═══ INFORMATION GIVEN

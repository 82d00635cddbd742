//! Periodic status report built from the latest evaluation

use chrono::{DateTime, Utc};
use rust_decimal::Decimal;
use serde::Serialize;
use std::fmt::Write;

use super::engine::{EngineSettings, EngineState, SessionBaseline};
use crate::domain::ledger::{TradeRecord, TradeStatus};
use crate::domain::ports::CostBreakdown;
use crate::shared::types::{AssetPair, Strategy, VenuePair, VenueSlot, VenueValues};
use crate::shared::utils::percentage_change;

/// Borrowed engine context needed to label a report.
pub struct ReportContext<'a> {
    pub pair: &'a AssetPair,
    pub venues: &'a VenuePair,
    pub settings: &'a EngineSettings,
    pub executing: bool,
}

#[derive(Debug, Clone, Serialize)]
pub struct PriceLine {
    pub venue: String,
    pub current: Option<Decimal>,
    pub start: Option<Decimal>,
    pub change_pct: Option<Decimal>,
}

#[derive(Debug, Clone, Serialize)]
pub struct BalanceLine {
    pub asset: String,
    pub current: Option<Decimal>,
    pub baseline: Option<Decimal>,
    pub change_pct: Option<Decimal>,
}

impl BalanceLine {
    fn new(asset: impl Into<String>, current: Option<Decimal>, baseline: Option<Decimal>) -> Self {
        let change_pct = match (baseline, current) {
            (Some(old), Some(new)) => percentage_change(old, new),
            _ => None,
        };
        Self {
            asset: asset.into(),
            current,
            baseline,
            change_pct,
        }
    }
}

#[derive(Debug, Clone, Serialize)]
pub struct StrategyLine {
    pub strategy: Strategy,
    pub label: String,
    pub output: Option<Decimal>,
    pub net_profit: Option<Decimal>,
    pub profitable: bool,
}

/// Serializable view of the engine at one instant.
#[derive(Debug, Clone, Serialize)]
pub struct ReportSnapshot {
    pub pair_label: String,
    pub quote_symbol: String,
    pub amount_in: Decimal,
    pub min_profit_percent: Decimal,
    pub threshold: Decimal,
    pub simulate_only: bool,
    pub executing: bool,
    pub costs: CostBreakdown,
    pub baseline: Option<SessionBaseline>,
    pub balances: Vec<BalanceLine>,
    pub break_even_volume: Option<Decimal>,
    pub prices: VenueValues<PriceLine>,
    pub strategies: Vec<StrategyLine>,
    pub best: Option<Strategy>,
    pub trades: Vec<TradeRecord>,
    pub cycles: u64,
    pub evaluated_at: DateTime<Utc>,
}

impl ReportSnapshot {
    /// `None` until the first evaluation has completed.
    pub fn build(state: &EngineState, ctx: &ReportContext<'_>) -> Option<Self> {
        let result = state.last_result.as_ref()?;

        let price_line = |slot: VenueSlot| {
            let current = *result.pair_prices.get(slot);
            let start = *state.start_prices.get(slot);
            let change_pct = match (start, current) {
                (Some(old), Some(new)) => percentage_change(old, new),
                _ => None,
            };
            PriceLine {
                venue: ctx.venues.get(slot).name.clone(),
                current,
                start,
                change_pct,
            }
        };

        let strategies = Strategy::ALL
            .into_iter()
            .map(|strategy| {
                let net_profit = *result.strategy_net_profit.get(strategy);
                StrategyLine {
                    strategy,
                    label: strategy.describe(ctx.venues),
                    output: *result.leg_outputs.get(strategy),
                    net_profit,
                    profitable: net_profit.map_or(false, |net| net > result.min_profit_threshold),
                }
            })
            .collect();

        let base_price = result.pair_prices.first.or(result.pair_prices.second);
        let current = result.balances.as_ref();
        let baseline = state.baseline.as_ref().map(|b| &b.balances);
        let balances = vec![
            BalanceLine::new(
                ctx.pair.quote.symbol.clone(),
                current.map(|b| b.quote_amount),
                baseline.map(|b| b.quote_amount),
            ),
            BalanceLine::new(
                ctx.pair.base.symbol.clone(),
                current.map(|b| b.base_amount),
                baseline.map(|b| b.base_amount),
            ),
            BalanceLine::new(
                "SOL",
                current.map(|b| b.native_amount),
                baseline.map(|b| b.native_amount),
            ),
            BalanceLine::new(
                "Total value",
                current.map(|b| b.total_value(base_price)),
                state.baseline.as_ref().map(|b| b.total_value),
            ),
        ];

        Some(Self {
            pair_label: format!("{}/{}", ctx.pair.base.symbol, ctx.pair.quote.symbol),
            quote_symbol: ctx.pair.quote.symbol.clone(),
            amount_in: result.amount_in,
            min_profit_percent: ctx.settings.min_profit_percent,
            threshold: result.min_profit_threshold,
            simulate_only: ctx.settings.simulate_only,
            executing: ctx.executing,
            costs: result.costs.clone(),
            baseline: state.baseline.clone(),
            balances,
            break_even_volume: result.break_even_volume,
            prices: VenueValues::new(price_line(VenueSlot::First), price_line(VenueSlot::Second)),
            strategies,
            best: result.decision(),
            trades: state.ledger.recent(ctx.settings.recent_trades),
            cycles: state.cycles,
            evaluated_at: result.timestamp,
        })
    }

    pub fn to_json(&self) -> Result<String, serde_json::Error> {
        serde_json::to_string_pretty(self)
    }

    /// Plain-text tables for the terminal.
    pub fn render(&self) -> String {
        let mut out = String::new();
        let q = &self.quote_symbol;

        let mut flags = String::new();
        if self.simulate_only {
            flags.push_str(" [SIMULATE ONLY]");
        }
        if self.executing {
            flags.push_str(" [EXECUTING]");
        }
        let _ = writeln!(
            out,
            "=== {} spatial arbitrage{} === {}",
            self.pair_label,
            flags,
            self.evaluated_at.format("%H:%M:%S")
        );

        let _ = writeln!(out, "\n[Config]");
        let _ = writeln!(
            out,
            "  Amount in: {} {} | Min profit: {}% ({} {}) | Cycles: {}",
            self.amount_in, q, self.min_profit_percent, fmt_dec(self.threshold), q, self.cycles
        );

        let _ = writeln!(out, "\n[Fees]");
        let _ = writeln!(
            out,
            "  Network: {} {} ({} SOL) | Priority: {} {} ({} SOL)",
            fmt_dec(self.costs.network_cost),
            q,
            fmt_dec(self.costs.network_native),
            fmt_dec(self.costs.priority_cost),
            q,
            fmt_dec(self.costs.priority_native)
        );
        let _ = writeln!(
            out,
            "  Gas total: {} {} @ {} USD/SOL{} | Pool fees (in quotes): {} {}",
            fmt_dec(self.costs.total_cost),
            q,
            fmt_dec(self.costs.native_price_usd),
            if self.costs.fallback { " [fallback]" } else { "" },
            fmt_dec(self.costs.pool_fee_cost),
            q
        );

        let _ = writeln!(out, "\n[Balances]");
        let _ = writeln!(out, "  {:<12} {:>16} {:>16} {:>10}", "Asset", "Current", "Baseline", "Change");
        for line in &self.balances {
            let _ = writeln!(
                out,
                "  {:<12} {:>16} {:>16} {:>10}",
                line.asset,
                fmt_opt(line.current),
                fmt_opt(line.baseline),
                fmt_pct(line.change_pct)
            );
        }

        let _ = writeln!(out, "\n[Volume]");
        let _ = writeln!(
            out,
            "  Input: {} {} | Break-even: {}",
            self.amount_in,
            q,
            self.break_even_volume
                .map(|v| format!("{} {}", fmt_dec(v), q))
                .unwrap_or_else(|| "n/a".to_string())
        );

        let _ = writeln!(out, "\n[Prices] ({} per unit)", q);
        for line in [&self.prices.first, &self.prices.second] {
            let _ = writeln!(
                out,
                "  {:<12} {:>16} start {:>16} {:>10}",
                line.venue,
                fmt_opt(line.current),
                fmt_opt(line.start),
                fmt_pct(line.change_pct)
            );
        }

        let _ = writeln!(out, "\n[Strategies]");
        for line in &self.strategies {
            let marker = match (self.best == Some(line.strategy), line.profitable) {
                (true, _) => "<- EXECUTE",
                (false, true) => "profitable",
                _ => "",
            };
            let _ = writeln!(
                out,
                "  {:<34} out {:>14} net {:>14} {}",
                line.label,
                fmt_opt(line.output),
                fmt_opt(line.net_profit),
                marker
            );
        }

        let _ = writeln!(out, "\n[Transactions]");
        if self.trades.is_empty() {
            let _ = writeln!(out, "  (none)");
        }
        for trade in &self.trades {
            let status = match trade.status {
                TradeStatus::Success => "SUCCESS",
                TradeStatus::Failed => "FAILED",
            };
            let _ = write!(
                out,
                "  {} {:<2} {:<28} {:<8} vol {:>12} net {:>12} tx {}",
                trade.timestamp.format("%H:%M:%S"),
                trade.strategy,
                trade.order_label,
                status,
                fmt_dec(trade.input_volume),
                fmt_opt(trade.net_profit),
                trade.tx_id.as_deref().unwrap_or("-")
            );
            if let Some(reason) = &trade.fail_reason {
                let _ = write!(out, " ({})", reason);
            }
            if trade.needs_attention() {
                let _ = write!(out, " !! PARTIAL FAILURE - MANUAL INTERVENTION REQUIRED");
            }
            let _ = writeln!(out);
        }

        out
    }
}

fn fmt_dec(value: Decimal) -> String {
    value.round_dp(6).normalize().to_string()
}

fn fmt_opt(value: Option<Decimal>) -> String {
    value.map(fmt_dec).unwrap_or_else(|| "-".to_string())
}

fn fmt_pct(value: Option<Decimal>) -> String {
    match value {
        Some(pct) if pct >= Decimal::ZERO => format!("+{}%", pct.round_dp(2)),
        Some(pct) => format!("{}%", pct.round_dp(2)),
        None => "-".to_string(),
    }
}
//! Profit calculation and analysis for round-trip strategies

use rust_decimal::Decimal;

use crate::shared::types::{Strategy, StrategyPair};

/// Profit model for the two round-trip strategies.
///
/// All amounts are in quote units. Venue trading fees are already netted out
/// of quoted outputs, so the only explicit cost is the network/priority fee.
#[derive(Debug, Clone, Copy, PartialEq)]
pub struct ProfitCalculator {
    pub min_profit_percent: Decimal,
}

impl ProfitCalculator {
    pub fn new(min_profit_percent: Decimal) -> Self {
        Self { min_profit_percent }
    }

    /// Minimum net profit required to fire, for a given trade amount.
    pub fn threshold(&self, amount_in: Decimal) -> Decimal {
        amount_in * self.min_profit_percent / Decimal::ONE_HUNDRED
    }

    pub fn net_profit(&self, leg_output: Decimal, amount_in: Decimal, total_cost: Decimal) -> Decimal {
        leg_output - amount_in - total_cost
    }

    /// Best strategy, treating a missing result as negative infinity.
    ///
    /// The larger net wins; an exact tie goes to `A`.
    pub fn select_best(&self, nets: &StrategyPair<Option<Decimal>>) -> Option<(Strategy, Decimal)> {
        match (nets.a, nets.b) {
            (Some(a), Some(b)) if b > a => Some((Strategy::B, b)),
            (Some(a), _) => Some((Strategy::A, a)),
            (None, Some(b)) => Some((Strategy::B, b)),
            (None, None) => None,
        }
    }

    /// Strictly greater than the threshold.
    pub fn clears_threshold(net: Decimal, threshold: Decimal) -> bool {
        net > threshold
    }

    /// Trade volume at which gross spread would just pay for gas, assuming the
    /// spread scales linearly. Reporting aid only.
    pub fn break_even_volume(
        &self,
        leg_outputs: &StrategyPair<Option<Decimal>>,
        amount_in: Decimal,
        total_cost: Decimal,
    ) -> Option<Decimal> {
        leg_outputs
            .iter()
            .filter_map(|(_, output)| *output)
            .map(|output| output - amount_in)
            .filter(|gross| *gross > Decimal::ZERO)
            .map(|gross| total_cost * amount_in / gross)
            .min()
    }
}
//! Direct blockchain access: RPC, pubsub, wallet and on-chain reads

pub mod account_watcher;
pub mod balance_reader;
pub mod gas_estimator;
pub mod pool_fees;
pub mod rpc_client;
pub mod wallet;

pub use account_watcher::AccountWatcher;
pub use balance_reader::{WalletAccounts, WalletBalanceProvider};
pub use gas_estimator::PriorityFeeCostEstimator;
pub use pool_fees::{PoolFeeReader, PoolRef};
pub use rpc_client::{AccountReader, SolanaRpcClient};
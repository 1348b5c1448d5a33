//! # Staking Flows
//!
//! Full pool lifecycles through the simulated ledger:
//!
//! 1. **Worked example**: fund 1000, lock 5, book 100 at round 10, withdraw at 14 and 15
//! 2. **Status reporting** across the booking lifecycle
//! 3. **Close-out** forfeits the booking
//! 4. **Immutability**: update never allowed, delete by the creator only
//! 5. **Orchestrator end to end** with a background block producer

#[cfg(test)]
mod tests {
    use crate::fixtures::{fast_config, Devnet};
    use qs_01_staking_protocol::{
        invariant_capacity_conserved, Booking, OnCompletion, Rejection, StakingStatus,
    };
    use qs_02_group_orchestrator::{LedgerRejection, OrchestratorConfig, StakingApi};
    use std::time::Duration;

    // =============================================================================
    // WORKED EXAMPLE
    // =============================================================================

    #[tokio::test]
    async fn test_worked_example() {
        let net = Devnet::new();
        let pool = net.staking_pool("creator", 1_000, 5).await;
        let alice = net.participant("creator", "alice", &pool, 500).await;

        // Booking commits in round 10
        net.advance_to(9);
        let receipt = net.book("alice", &pool, 100).await.unwrap();
        assert_eq!(receipt.round, 10);

        let instance = net.instance(pool.pool_id);
        assert_eq!(instance.pool.bookable_amount, 900);
        assert_eq!(instance.booking(&alice), Some(&Booking::new(100, 10)));

        // Round 14: still locked
        net.advance_to(13);
        let early = net.withdraw("alice", &pool, 200).await;
        assert_eq!(
            early,
            Err(LedgerRejection::Protocol(Rejection::StillLocked {
                unlock_round: 15,
                current_round: 14,
            }))
        );
        assert_eq!(net.balance(alice, pool.asset_id), Some(400));

        // Round 15: released
        net.advance_to(14);
        let receipt = net.withdraw("alice", &pool, 200).await.unwrap();
        assert_eq!(receipt.round, 15);

        let instance = net.instance(pool.pool_id);
        assert_eq!(instance.booking(&alice), Some(&Booking::EMPTY));
        assert_eq!(instance.pool.bookable_amount, 900, "capacity is not restored");
        assert_eq!(net.balance(alice, pool.asset_id), Some(600));
        assert_eq!(net.balance(pool.escrow(), pool.asset_id), Some(900));
    }

    #[tokio::test]
    async fn test_withdrawal_not_repeatable() {
        let net = Devnet::new();
        let pool = net.staking_pool("creator", 1_000, 2).await;
        net.participant("creator", "alice", &pool, 500).await;

        net.book("alice", &pool, 100).await.unwrap();
        net.ledger.advance_rounds(2);
        net.withdraw("alice", &pool, 200).await.unwrap();

        assert_eq!(
            net.withdraw("alice", &pool, 200).await,
            Err(LedgerRejection::Protocol(Rejection::NoActiveBooking))
        );
    }

    #[tokio::test]
    async fn test_rebooking_after_withdrawal_uses_remaining_capacity() {
        let net = Devnet::new();
        let pool = net.staking_pool("creator", 300, 1).await;
        net.participant("creator", "alice", &pool, 1_000).await;

        net.book("alice", &pool, 200).await.unwrap();
        net.ledger.advance_rounds(1);
        net.withdraw("alice", &pool, 400).await.unwrap();

        assert_eq!(
            net.book("alice", &pool, 200).await,
            Err(LedgerRejection::Protocol(Rejection::CapacityExceeded {
                requested: 200,
                available: 100,
            }))
        );
        net.book("alice", &pool, 100).await.unwrap();
        let bookable = net.instance(pool.pool_id).pool.bookable_amount;
        assert_eq!(bookable, 0);
        assert!(invariant_capacity_conserved(300, 200 + 100, bookable));
    }

    // =============================================================================
    // STATUS
    // =============================================================================

    #[tokio::test]
    async fn test_status_follows_booking_lifecycle() {
        let net = Devnet::new();
        let pool = net.staking_pool("creator", 1_000, 5).await;
        let alice = net.participant("creator", "alice", &pool, 500).await;
        let observer = net.service("observer");

        let report = observer.status(alice, pool.pool_id).await.unwrap();
        assert_eq!(report.status, StakingStatus::NoActiveBooking);
        assert_eq!(report.unlock_round, None);

        net.advance_to(9);
        net.book("alice", &pool, 100).await.unwrap();
        net.advance_to(12);
        let report = observer.status(alice, pool.pool_id).await.unwrap();
        assert_eq!(
            report.status,
            StakingStatus::Locked {
                remaining_rounds: 3
            }
        );
        assert_eq!(report.unlock_round, Some(15));

        net.advance_to(15);
        let report = observer.status(alice, pool.pool_id).await.unwrap();
        assert_eq!(report.status, StakingStatus::ReadyToWithdraw);

        net.withdraw("alice", &pool, 200).await.unwrap();
        let report = observer.status(alice, pool.pool_id).await.unwrap();
        assert_eq!(report.status, StakingStatus::AlreadyWithdrawn);
        assert_eq!(report.status.to_string(), "Withdrawal already executed");
    }

    // =============================================================================
    // CLOSE-OUT AND IMMUTABILITY
    // =============================================================================

    #[tokio::test]
    async fn test_close_out_forfeits_booking() {
        let net = Devnet::new();
        let pool = net.staking_pool("creator", 1_000, 5).await;
        let alice = net.participant("creator", "alice", &pool, 500).await;

        net.book("alice", &pool, 50).await.unwrap();
        net.leave("alice", &pool).await.unwrap();

        let instance = net.instance(pool.pool_id);
        assert!(!instance.is_registered(&alice));
        assert_eq!(instance.pool.bookable_amount, 950);
        assert_eq!(net.balance(pool.escrow(), pool.asset_id), Some(1_050));

        // Rejoining starts from an empty record
        net.join("alice", &pool).await.unwrap();
        assert_eq!(
            net.instance(pool.pool_id).booking(&alice),
            Some(&Booking::EMPTY)
        );
        net.ledger.advance_rounds(10);
        assert_eq!(
            net.withdraw("alice", &pool, 100).await,
            Err(LedgerRejection::Protocol(Rejection::NoActiveBooking))
        );
    }

    #[tokio::test]
    async fn test_update_never_allowed() {
        let net = Devnet::new();
        let pool = net.staking_pool("creator", 1_000, 5).await;

        let update = net.group(vec![net.lifecycle(
            "creator",
            pool.pool_id,
            OnCompletion::UpdateApplication,
        )]);
        assert_eq!(
            net.commit(update).await,
            Err(LedgerRejection::Protocol(Rejection::UpdateRejected))
        );
    }

    #[tokio::test]
    async fn test_delete_by_creator_only() {
        let net = Devnet::new();
        let pool = net.staking_pool("creator", 1_000, 5).await;
        let mallory = net.account("mallory");

        let attempt = net.group(vec![net.lifecycle(
            "mallory",
            pool.pool_id,
            OnCompletion::DeleteApplication,
        )]);
        assert_eq!(
            net.commit(attempt).await,
            Err(LedgerRejection::Protocol(Rejection::DeleteUnauthorized {
                caller: mallory
            }))
        );

        let delete = net.group(vec![net.lifecycle(
            "creator",
            pool.pool_id,
            OnCompletion::DeleteApplication,
        )]);
        net.commit(delete).await.unwrap();
        assert!(!net.ledger.snapshot().pools.contains_key(&pool.pool_id));
    }

    // =============================================================================
    // ORCHESTRATOR END TO END
    // =============================================================================

    #[tokio::test]
    async fn test_orchestrated_lifecycle() {
        let net = Devnet::new();
        let producer = net.start_producer(Duration::from_millis(2));

        let creator = net.service("creator");
        let alice = net.service_with(
            "alice",
            OrchestratorConfig {
                wait_for_unlock: true,
                ..fast_config()
            },
        );
        let alice_address = alice.address().unwrap();

        let asset = creator.mint_asset(100_000, "STK").await.unwrap();
        alice.opt_in_asset(asset).await.unwrap();
        creator.send_asset(asset, alice_address, 1_000).await.unwrap();

        let summary = creator.create(asset, 4, 2_000).await.unwrap();
        assert_eq!(summary.bookable_amount, 2_000);
        assert_eq!(summary.escrow_balance, Some(2_000));

        alice.join(summary.pool_id).await.unwrap();
        let booking = alice.book(summary.pool_id, 300).await.unwrap();
        assert_eq!(booking.unlock_round, booking.round + 4);

        let receipt = alice.withdraw(summary.pool_id).await.unwrap();
        assert_eq!(receipt.payout, 600);
        assert!(receipt.round >= booking.unlock_round);

        let info = creator.info(summary.pool_id).await.unwrap();
        assert_eq!(info.bookable_amount, 1_700);
        assert_eq!(info.escrow_balance, Some(1_700));
        assert_eq!(net.balance(alice_address, asset), Some(1_300));

        producer.abort();
    }
}
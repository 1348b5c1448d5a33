//! # Shared Types Crate
//!
//! Identifiers shared across the Quantum-Stake workspace: account addresses,
//! asset and pool identifiers, ledger rounds and atomic group ids.
//!
//! ## Design Principles
//!
//! - **Single Source of Truth**: every crate refers to these definitions.
//! - **Text-stable encoding**: addresses and group ids serialize as lowercase hex,
//!   so snapshots and logs stay readable.

pub mod entities;
pub mod errors;

pub use entities::*;
pub use errors::*;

══════

ASSIGNMENT: Task for the records above: copy every line in which the word "impl" occurs.

RESPONSE BOX:
impl BalanceLine {
    fn new(asset: impl Into<String>, current: Option<Decimal>, baseline: Option<Decimal>) -> Self {
impl ReportSnapshot {
impl ProfitCalculator {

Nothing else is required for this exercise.